As of December 31, 2025, the Company determined that the assets and liabilities of the eDOCS business met the criteria for held for sale classification and the respective assets and liabilities have been reclassified to Assets held for sale and Liabilities held for sale reported in our Condensed Consolidated Balance Sheets. The Company has determined that the eDOCS business does not constitute as a component, as its operations and cash flows cannot be clearly distinguished from the rest of the Company’s operations and cash flows due to significant shared costs, therefore, the transaction does not meet the discontinued operations criteria, and the results of operations from the eDOCS business are presented within Income from operations in our Condensed Consolidated Statements of Income. The sale proceeds less costs to sell exceeded the carrying value of the net assets for the eDOCS business.

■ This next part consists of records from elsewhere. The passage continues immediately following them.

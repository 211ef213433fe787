//! Entry point: parse configuration, set up logging, run one operation.

use log::error;
use rtr_relay::config::Config;
use rtr_relay::log::Logger;
use rtr_relay::operation::Operation;

fn main() {
    if Logger::init().is_err() {
        std::process::exit(1);
    }

    let config = Config::create();

    if let Err(err) = Logger::switch_logging(&config) {
        let _ = err;
        std::process::exit(1);
    }

    let operation = if config.once {
        Operation::Validate
    } else {
        Operation::Server
    };

    if let Err(err) = operation.run(config) {
        error!("Fatal error, exiting.");
        std::process::exit(err.exit_code());
    }
}
//! Utilities for handling strings.

use std::str;


//------------ str_from_ascii ------------------------------------------------

/// Converts a sequence of ASCII octets into a str.
pub fn str_from_ascii(src: &[u8]) -> Result<&str, AsciiError> {
    if src.is_ascii() {
        Ok(unsafe { str::from_utf8_unchecked(src) })
    }
    else {
        Err(AsciiError)
    }
}


//------------ AsciiError ----------------------------------------------------

pub struct AsciiError;
//! Serial numbers.
//!
//! Wraps a `u32` to provide RFC 1982 serial number arithmetic, used for the
//! RTR serial number so it can roll over without comparisons breaking.

use std::{cmp, fmt, hash, str};


//------------ Serial ---------------------------------------------------------------

/// A serial number.
///
/// Addition and comparison follow [RFC 1982]. Addition is only defined for
/// values up to `2^31 - 1`, so it is a dedicated method rather than an
/// `Add` impl, to avoid a surprise panic on overflow. Comparison is only a
/// partial order: some pairs of distinct serials are simply incomparable.
///
/// [RFC 1982]: https://tools.ietf.org/html/rfc1982
#[derive(Clone, Copy, Debug)]
pub struct Serial(pub u32);

impl Serial {
    pub fn from_be(value: u32) -> Self {
        Serial(u32::from_be(value))
    }

    pub fn to_be(self) -> u32 {
        self.0.to_be()
    }

    /// Adds `other` to `self`.
    ///
    /// # Panics
    ///
    /// Panics if `other` is greater than `2^31 - 1`.
    #[allow(clippy::should_implement_trait)]
    pub fn add(self, other: u32) -> Self {
        assert!(other <= 0x7FFF_FFFF);
        Serial(self.0.wrapping_add(other))
    }
}


//--- From and FromStr

impl From<u32> for Serial {
    fn from(value: u32) -> Serial {
        Serial(value)
    }
}

impl From<Serial> for u32 {
    fn from(serial: Serial) -> u32 {
        serial.0
    }
}

impl str::FromStr for Serial {
    type Err = <u32 as str::FromStr>::Err;

    fn from_str(s: &str) -> Result<Self, Self::Err> {
        <u32 as str::FromStr>::from_str(s).map(Into::into)
    }
}


//--- Display

impl fmt::Display for Serial {
    fn fmt(&self, f: &mut fmt::Formatter) -> fmt::Result {
        write!(f, "{}", self.0)
    }
}


//--- PartialEq and Eq

impl PartialEq for Serial {
    fn eq(&self, other: &Self) -> bool {
        self.0 == other.0
    }
}

impl PartialEq<u32> for Serial {
    fn eq(&self, other: &u32) -> bool {
        self.0.eq(other)
    }
}

impl Eq for Serial { }


//--- PartialOrd

impl cmp::PartialOrd for Serial {
    fn partial_cmp(&self, other: &Serial) -> Option<cmp::Ordering> {
        match self.0.cmp(&other.0) {
            cmp::Ordering::Equal => Some(cmp::Ordering::Equal),
            cmp::Ordering::Less => {
                let sub = other.0 - self.0;
                match sub.cmp(&0x8000_0000) {
                    cmp::Ordering::Less => Some(cmp::Ordering::Less),
                    cmp::Ordering::Greater => Some(cmp::Ordering::Greater),
                    _ => None
                }
            },
            cmp::Ordering::Greater => {
                let sub = self.0 - other.0;
                match sub.cmp(&0x8000_0000) {
                    cmp::Ordering::Less => Some(cmp::Ordering::Greater),
                    cmp::Ordering::Greater => Some(cmp::Ordering::Less),
                    _ => None
                }
            }
        }
    }
}


//--- Hash

impl hash::Hash for Serial {
    fn hash<H: hash::Hasher>(&self, state: &mut H) {
        self.0.hash(state)
    }
}


//============ Testing ==========================================================

#[cfg(test)]
mod test {
    use super::*;

    #[test]
    fn good_addition() {
        assert_eq!(Serial(0).add(4), Serial(4));
        assert_eq!(Serial(0xFF00_0000).add(0x0F00_0000),
                   Serial(((0xFF00_0000u64 + 0x0F00_0000u64)
                           % 0x1_0000_0000) as u32));
    }

    #[test]
    #[should_panic]
    fn bad_addition() {
        let _ = Serial(0).add(0x8000_0000);
    }

    #[test]
    fn comparison() {
        use std::cmp::Ordering::*;

        assert_eq!(Serial(12), Serial(12));
        assert_ne!(Serial(12), Serial(112));

        assert_eq!(Serial(12).partial_cmp(&Serial(12)), Some(Equal));
        assert_eq!(Serial(12).partial_cmp(&Serial(13)), Some(Less));
        assert_ne!(Serial(12).partial_cmp(&Serial(3_000_000_012)), Some(Less));

        assert_eq!(Serial(3_000_000_012).partial_cmp(&Serial(12)), Some(Less));
        assert_ne!(Serial(13).partial_cmp(&Serial(12)), Some(Less));

        assert_eq!(Serial(12).partial_cmp(&Serial(3_000_000_012)),
                   Some(Greater));
        assert_ne!(Serial(12).partial_cmp(&Serial(13)), Some(Greater));

        assert_eq!(Serial(13).partial_cmp(&Serial(12)), Some(Greater));
        assert_ne!(Serial(3_000_000_012).partial_cmp(&Serial(12)),
                   Some(Greater));

        assert_eq!(Serial(1).partial_cmp(&Serial(0x8000_0001)), None);
        assert_eq!(Serial(0x8000_0001).partial_cmp(&Serial(1)), None);
    }
}
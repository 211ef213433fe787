//! The VRP database: a deduplicated, mergeable set of validated payload.

use std::collections::HashSet;
use super::vrp::Vrp;


//------------ Table ---------------------------------------------------------------

/// A set of VRPs collected during one TAL's traversal, or the merge of
/// several such sets.
///
/// Backed by a `HashSet` so `insert` is naturally idempotent under set
/// equality (I3/I4's "duplicate VRPs collapse to a single entry").
#[derive(Clone, Debug, Default)]
pub struct Table {
    vrps: HashSet<Vrp>,
}

impl Table {
    pub fn new() -> Self {
        Table::default()
    }

    pub fn insert(&mut self, vrp: Vrp) {
        self.vrps.insert(vrp);
    }

    /// Absorbs `other`'s entries into `self`, draining `other`.
    ///
    /// A set union, so commutative and associative (I2) regardless of
    /// which side callers join into.
    pub fn join(&mut self, other: Table) {
        self.vrps.extend(other.vrps);
    }

    pub fn len(&self) -> usize {
        self.vrps.len()
    }

    pub fn is_empty(&self) -> bool {
        self.vrps.is_empty()
    }

    pub fn for_each(&self, mut f: impl FnMut(&Vrp)) {
        for vrp in &self.vrps {
            f(vrp)
        }
    }

    pub fn contains(&self, vrp: &Vrp) -> bool {
        self.vrps.contains(vrp)
    }

    /// Returns the table's entries in deterministic serialization order.
    pub fn ordered(&self) -> Vec<Vrp> {
        let mut res: Vec<_> = self.vrps.iter().cloned().collect();
        res.sort();
        res
    }
}

impl FromIterator<Vrp> for Table {
    fn from_iter<I: IntoIterator<Item = Vrp>>(iter: I) -> Self {
        Table { vrps: iter.into_iter().collect() }
    }
}


//============ Testing ==========================================================

#[cfg(test)]
mod test {
    use super::*;
    use crate::payload::vrp::{AddressPrefix, RoaEntry};
    use rpki::repository::resources::AsId;

    fn entry(asn: u32) -> Vrp {
        Vrp::RoaEntry(RoaEntry::new(
            AsId::from(asn),
            AddressPrefix::new("10.0.0.0".parse().unwrap(), 8),
            24,
        ))
    }

    #[test]
    fn join_is_union() {
        let mut a = Table::new();
        a.insert(entry(1));
        let mut b = Table::new();
        b.insert(entry(1));
        b.insert(entry(2));
        a.join(b);
        assert_eq!(a.len(), 2);
    }

    #[test]
    fn duplicate_insert_collapses() {
        let mut a = Table::new();
        a.insert(entry(1));
        a.insert(entry(1));
        assert_eq!(a.len(), 1);
    }

    #[test]
    fn ordered_is_deterministic() {
        let mut a = Table::new();
        a.insert(entry(2));
        a.insert(entry(1));
        let first = a.ordered();
        let second = a.ordered();
        assert_eq!(first, second);
    }
}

The carrying value is subject to change based on developments leading up to the closing date.
The following are classified as held for sale in the Condensed Consolidated Balance Sheets, which are related to the divestiture of our eDOCS business. The following balances incorporate the use of management estimates and are subject to the changes based on developments leading up to the closing date of the transaction.
As of December 31, 2025
Assets held for sale
Accounts receivable trade, net of allowance for credit losses$1,653 
Prepaid expenses and other current assets21 
Goodwill92,190 
Long-term deferred tax assets
17,735 
Total Assets held for sale$111,599 
Liabilities held for sale
Accounts payable and accrued liabilities$849 
Deferred revenues11,838 
Pension liability, net105 
Long-term deferred revenues227 
Total Liabilities held for sale
$13,019 
Beginning in Fiscal 2026, the Company presents deferred tax assets and liabilities associated with transactions structured as share sales within Assets held for sale or Liabilities held for sale.
Divestiture of AMC Business
On May 1, 2024, the Company completed the AMC Divestiture. In connection with the AMC Divestiture, the Company entered into a transition services agreement (TSA) with Rocket Software, for which transition service costs were reimbursable by Rocket Software. For the three and six months ended December 31, 2024, the Company billed Rocket Software $12.7 million and $27.2 million, respectively, under the TSA. All transition services pursuant to the TSA were completed as of June 30, 2025.